The task: From the first line of the data below through the line holding "fn minute(d: u32, h: u32, m: u32)", write out each line exactly as it stands.

Input records:
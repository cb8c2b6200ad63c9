use std::time::{SystemTime, UNIX_EPOCH};

use chrono::{DateTime, NaiveDate, TimeZone, Timelike, Utc};

use minute_expansion::model::{ExpandedPricePoint, RawPricePoint};
use minute_expansion::{PriceStore, Reconciler, ResolvedScope, SqliteStore, TradingWindow};

fn temp_store(test_name: &str) -> SqliteStore {
    let ts = SystemTime::now()
        .duration_since(UNIX_EPOCH)
        .expect("clock should be monotonic")
        .as_nanos();
    SqliteStore::new(std::env::temp_dir().join(format!("mx-{}-{}.sqlite", test_name, ts)))
}

fn bar(ticker: &str, ts: DateTime<Utc>, close: f64) -> RawPricePoint {
    RawPricePoint {
        ticker: ticker.to_string(),
        timestamp: ts,
        open: close - 0.5,
        high: close + 0.5,
        low: close - 1.0,
        close,
        volume: 300,
        trade_count: 12,
        vwap: close - 0.1,
    }
}

fn minute(d: u32, h: u32, m: u32) -> DateTime<Utc> {
    Utc.with_ymd_and_hms(2024, 3, d, h, m, 0).unwrap()
}

fn day(d: u32) -> NaiveDate {
    NaiveDate::from_ymd_opt(2024, 3, d).unwrap()
}

fn expanded_day(store: &SqliteStore, ticker: &str, d: u32) -> Vec<ExpandedPricePoint> {
    let (start, end) = TradingWindow::default().bounds(day(d));
    store.expanded_between(ticker, start, end).unwrap()
}

fn find(rows: &[ExpandedPricePoint], h: u32, m: u32) -> &ExpandedPricePoint {
    rows.iter()
        .find(|r| r.timestamp.hour() == h && r.timestamp.minute() == m)
        .expect("minute should be expanded")
}

#[test]
/// Verifies completeness: every active (ticker, day) gets exactly one row per
/// minute from 04:00 to 20:00 inclusive.
fn every_active_day_has_961_minutes() {
    let store = temp_store("completeness");
    store
        .insert_raw(&[
            bar("AAPL", minute(4, 9, 30), 100.0),
            bar("AAPL", minute(5, 15, 0), 101.0),
            bar("MSFT", minute(4, 4, 0), 50.0),
        ])
        .unwrap();

    let reconciler = Reconciler::new(store.clone(), TradingWindow::default());
    let report = reconciler.run(&ResolvedScope::explicit(["AAPL", "MSFT"]));

    assert!(report.is_clean());
    assert_eq!(expanded_day(&store, "AAPL", 4).len(), 961);
    assert_eq!(expanded_day(&store, "AAPL", 5).len(), 961);
    assert_eq!(expanded_day(&store, "MSFT", 4).len(), 961);
    assert_eq!(store.count_expanded("AAPL").unwrap(), 2 * 961);
    assert_eq!(store.count_expanded("MSFT").unwrap(), 961);
    assert_eq!(report.total_inserted(), 3 * 961);
}

#[test]
/// Verifies fill correctness: gaps carry the previous close on all price
/// fields with zero activity, both between and after observed bars.
fn gaps_forward_fill_previous_close() {
    let store = temp_store("fill");
    store
        .insert_raw(&[
            bar("AAPL", minute(4, 9, 30), 100.0),
            bar("AAPL", minute(4, 9, 35), 105.0),
        ])
        .unwrap();

    let reconciler = Reconciler::new(store.clone(), TradingWindow::default());
    reconciler.run(&ResolvedScope::explicit(["AAPL"]));
    let rows = expanded_day(&store, "AAPL", 4);

    let gap = find(&rows, 9, 32);
    assert!(gap.imputed);
    for v in [gap.open, gap.high, gap.low, gap.close] {
        assert!((v - 100.0).abs() < f64::EPSILON);
    }
    assert_eq!(gap.volume, 0);
    assert_eq!(gap.trade_count, 0);
    assert!((gap.vwap - 0.0).abs() < f64::EPSILON);
    assert!(gap.created_at.is_some());

    let tail = find(&rows, 9, 40);
    assert!(tail.imputed);
    assert!((tail.close - 105.0).abs() < f64::EPSILON);

    let real = find(&rows, 9, 35);
    assert!(!real.imputed);
    assert_eq!(real.volume, 300);
    assert!((real.open - 104.5).abs() < f64::EPSILON);
    assert!((real.vwap - 104.9).abs() < 1e-9);
}

#[test]
/// Verifies the no-data default: minutes before the first bar in a ticker's
/// history are zero, while the next day starts from the previous day's close.
fn first_day_defaults_to_zero_and_next_day_carries_over() {
    let store = temp_store("no-data");
    store
        .insert_raw(&[
            bar("TSLA", minute(4, 10, 0), 200.0),
            bar("TSLA", minute(4, 19, 0), 210.0),
            bar("TSLA", minute(5, 12, 0), 220.0),
        ])
        .unwrap();

    let reconciler = Reconciler::new(store.clone(), TradingWindow::default());
    reconciler.run(&ResolvedScope::explicit(["TSLA"]));

    let first = expanded_day(&store, "TSLA", 4);
    let before = first
        .iter()
        .filter(|r| r.timestamp < minute(4, 10, 0))
        .collect::<Vec<_>>();
    assert_eq!(before.len(), 6 * 60);
    assert!(before
        .iter()
        .all(|r| r.imputed && r.open == 0.0 && r.high == 0.0 && r.low == 0.0 && r.close == 0.0));

    let second = expanded_day(&store, "TSLA", 5);
    assert!((find(&second, 4, 0).close - 210.0).abs() < f64::EPSILON);
    assert!((find(&second, 13, 0).close - 220.0).abs() < f64::EPSILON);
}

#[test]
/// Verifies day skipping: calendar days without raw bars produce no rows.
fn inactive_days_are_not_expanded() {
    let store = temp_store("skip-days");
    store
        .insert_raw(&[
            bar("AAPL", minute(4, 9, 30), 100.0),
            bar("AAPL", minute(6, 9, 30), 102.0),
        ])
        .unwrap();

    let reconciler = Reconciler::new(store.clone(), TradingWindow::default());
    let report = reconciler.run(&ResolvedScope::explicit(["AAPL"]));

    assert!(expanded_day(&store, "AAPL", 5).is_empty());
    assert_eq!(store.count_expanded("AAPL").unwrap(), 2 * 961);
    let days: Vec<_> = report
        .outcome("AAPL")
        .expect("AAPL should be processed")
        .days
        .iter()
        .map(|d| d.day)
        .collect();
    assert_eq!(days, vec![day(4), day(6)]);
}

#[test]
/// Verifies idempotence: a second run over the same scope inserts nothing and
/// leaves the row count unchanged.
fn rerun_is_idempotent() {
    let store = temp_store("idempotent");
    store
        .insert_raw(&[
            bar("AAPL", minute(4, 9, 30), 100.0),
            bar("AAPL", minute(4, 16, 0), 99.0),
        ])
        .unwrap();

    let reconciler = Reconciler::new(store.clone(), TradingWindow::default());
    let scope = ResolvedScope::explicit(["AAPL"]);
    let first = reconciler.run(&scope);
    let before = store.count_expanded("AAPL").unwrap();
    let snapshot = expanded_day(&store, "AAPL", 4);

    let second = reconciler.run(&scope);
    assert_eq!(first.total_inserted(), 961);
    assert_eq!(second.total_inserted(), 0);
    assert_eq!(second.total_corrected(), 0);
    assert_eq!(store.count_expanded("AAPL").unwrap(), before);

    let again = expanded_day(&store, "AAPL", 4);
    assert_eq!(again.len(), snapshot.len());
    for (a, b) in snapshot.iter().zip(again.iter()) {
        assert_eq!(a.imputed, b.imputed);
        assert_eq!(a.created_at, b.created_at);
        assert!((a.close - b.close).abs() < f64::EPSILON);
    }
}

#[test]
/// Verifies correction-on-backfill: a minute first imputed is updated in place
/// to the observed bar once raw data lands, and later fills follow it.
fn backfilled_minute_is_corrected_in_place() {
    let store = temp_store("backfill");
    store
        .insert_raw(&[bar("AAPL", minute(4, 9, 30), 100.0)])
        .unwrap();

    let reconciler = Reconciler::new(store.clone(), TradingWindow::default());
    let scope = ResolvedScope::explicit(["AAPL"]);
    reconciler.run(&scope);

    let rows = expanded_day(&store, "AAPL", 4);
    let original = find(&rows, 9, 45).clone();
    assert!(original.imputed);
    assert!((original.close - 100.0).abs() < f64::EPSILON);

    store
        .insert_raw(&[bar("AAPL", minute(4, 9, 45), 111.0)])
        .unwrap();
    let report = reconciler.run(&scope);

    assert_eq!(report.total_inserted(), 0);
    assert_eq!(report.total_corrected(), 1);
    assert_eq!(store.count_expanded("AAPL").unwrap(), 961);

    let rows = expanded_day(&store, "AAPL", 4);
    let corrected = find(&rows, 9, 45);
    assert!(!corrected.imputed);
    assert!((corrected.close - 111.0).abs() < f64::EPSILON);
    assert_eq!(corrected.volume, 300);
    assert_eq!(corrected.created_at, original.created_at);
    assert!((find(&rows, 9, 46).close - 111.0).abs() < f64::EPSILON);
    assert!(find(&rows, 9, 46).imputed);
}

#[test]
/// Verifies a ticker without raw bars is processed with no days and no rows.
fn ticker_without_raw_data_produces_nothing() {
    let store = temp_store("empty-ticker");
    store
        .insert_raw(&[bar("AAPL", minute(4, 9, 30), 100.0)])
        .unwrap();

    let reconciler = Reconciler::new(store.clone(), TradingWindow::default());
    let report = reconciler.run(&ResolvedScope::explicit(["NVDA"]));

    assert!(report.is_clean());
    assert!(report.outcome("NVDA").expect("NVDA processed").days.is_empty());
    assert_eq!(store.count_expanded("NVDA").unwrap(), 0);
}

#[test]
/// Verifies a narrower configured window bounds the grid.
fn custom_window_limits_the_grid() {
    let store = temp_store("custom-window");
    store
        .insert_raw(&[bar("AAPL", minute(4, 9, 31), 100.0)])
        .unwrap();

    let window = TradingWindow::parse("09:30", "16:00").unwrap();
    let reconciler = Reconciler::new(store.clone(), window);
    reconciler.run(&ResolvedScope::explicit(["AAPL"]));

    assert_eq!(store.count_expanded("AAPL").unwrap(), 391);
}

#[test]
/// Verifies a bar off the minute grid never matches a grid minute, still
/// feeds later fills, and leaves the day complete.
fn off_grid_bar_feeds_later_fills_only() {
    let store = temp_store("off-grid");
    store
        .insert_raw(&[
            bar("AAPL", minute(4, 9, 30), 100.0),
            bar("AAPL", minute(4, 9, 31) + chrono::Duration::seconds(20), 101.0),
        ])
        .unwrap();

    let reconciler = Reconciler::new(store.clone(), TradingWindow::default());
    let report = reconciler.run(&ResolvedScope::explicit(["AAPL"]));
    assert!(report.is_clean());

    let rows = expanded_day(&store, "AAPL", 4);
    assert_eq!(rows.len(), 961);
    assert!(rows.iter().all(|r| r.timestamp.second() == 0));
    let at_off_grid = find(&rows, 9, 31);
    assert!(at_off_grid.imputed);
    assert!((at_off_grid.close - 100.0).abs() < f64::EPSILON);
    assert!((find(&rows, 9, 32).close - 101.0).abs() < f64::EPSILON);
}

Task result:
repository cb8c2b6200ad63c9
use std::time::{SystemTime, UNIX_EPOCH};

use chrono::{DateTime, NaiveDate, TimeZone, Timelike, Utc};

use minute_expansion::model::{ExpandedPricePoint, RawPricePoint};
use minute_expansion::{PriceStore, Reconciler, ResolvedScope, SqliteStore, TradingWindow};

fn temp_store(test_name: &str) -> SqliteStore {
    let ts = SystemTime::now()
        .duration_since(UNIX_EPOCH)
        .expect("clock should be monotonic")
        .as_nanos();
    SqliteStore::new(std::env::temp_dir().join(format!("mx-{}-{}.sqlite", test_name, ts)))
}

fn bar(ticker: &str, ts: DateTime<Utc>, close: f64) -> RawPricePoint {
    RawPricePoint {
        ticker: ticker.to_string(),
        timestamp: ts,
        open: close - 0.5,
        high: close + 0.5,
        low: close - 1.0,
        close,
        volume: 300,
        trade_count: 12,
        vwap: close - 0.1,
    }
}

fn minute(d: u32, h: u32, m: u32) -> DateTime<Utc> {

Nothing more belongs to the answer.